◆ **WORK INSTRUCTION**
Answer with nothing except the number of lines in the listing that include the word "time".

##########

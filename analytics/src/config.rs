//! Report options.
//!
//! Every field is optional in the JSON config file; missing fields take the
//! defaults below. CLI flags are applied on top by the binary.

use chrono::NaiveDate;
use serde::{Deserialize, Serialize};
use std::collections::BTreeMap;
use std::path::Path;

use crate::error::{ConfigError, ConfigResult};

pub const DEFAULT_NIGHT_START_HOUR: u32 = 6;
pub const DEFAULT_NIGHT_END_HOUR: u32 = 22;
pub const DEFAULT_HIGH_VALUE_THRESHOLD: f64 = 200_000.0;

/// Options recognized by the pipeline.
#[derive(Debug, Clone, PartialEq, Serialize, Deserialize)]
#[serde(default, deny_unknown_fields)]
pub struct ReportOptions {
    /// Hours strictly before this are night-time.
    pub night_start_hour: u32,

    /// Hours strictly after this are night-time.
    pub night_end_hour: u32,

    /// Amounts strictly above this are high-value.
    pub high_value_threshold: f64,

    /// City -> region lookup. Cities absent here land in "Unknown".
    pub city_to_region_map: BTreeMap<String, String>,

    /// RFM reference date. Derived from the data when absent.
    pub reference_date: Option<NaiveDate>,
}

impl Default for ReportOptions {
    fn default() -> Self {
        Self {
            night_start_hour: DEFAULT_NIGHT_START_HOUR,
            night_end_hour: DEFAULT_NIGHT_END_HOUR,
            high_value_threshold: DEFAULT_HIGH_VALUE_THRESHOLD,
            city_to_region_map: BTreeMap::new(),
            reference_date: None,
        }
    }
}

impl ReportOptions {
    /// Parse options from a JSON document and validate them.
    pub fn from_json(json: &str) -> ConfigResult<Self> {
        let options: Self = serde_json::from_str(json)?;
        options.validate()?;
        Ok(options)
    }

    /// Load options from a JSON file.
    pub fn from_file(path: impl AsRef<Path>) -> ConfigResult<Self> {
        let path = path.as_ref();
        let content = std::fs::read_to_string(path).map_err(|source| ConfigError::Io {
            path: path.to_path_buf(),
            source,
        })?;
        Self::from_json(&content)
    }

    pub fn to_json(&self) -> ConfigResult<String> {
        Ok(serde_json::to_string_pretty(self)?)
    }

    pub fn validate(&self) -> ConfigResult<()> {
        if self.night_start_hour > 23 {
            return Err(ConfigError::HourOutOfRange {
                option: "night_start_hour",
                value: self.night_start_hour,
            });
        }
        if self.night_end_hour > 23 {
            return Err(ConfigError::HourOutOfRange {
                option: "night_end_hour",
                value: self.night_end_hour,
            });
        }
        if !self.high_value_threshold.is_finite() || self.high_value_threshold < 0.0 {
            return Err(ConfigError::InvalidThreshold(self.high_value_threshold));
        }
        Ok(())
    }
}

/// Example configuration printed by `ledgerlens example-config`.
pub fn example_config() -> ReportOptions {
    let regions = [
        ("Mumbai", "West"),
        ("Pune", "West"),
        ("Ahmedabad", "West"),
        ("Delhi", "North"),
        ("Jaipur", "North"),
        ("Bengaluru", "South"),
        ("Hyderabad", "South"),
        ("Chennai", "South"),
        ("Kolkata", "East"),
    ];

    ReportOptions {
        city_to_region_map: regions
            .iter()
            .map(|(city, region)| (city.to_string(), region.to_string()))
            .collect(),
        ..ReportOptions::default()
    }
}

##########

◆ **SOLUTION FOR THIS PROBLEM**
2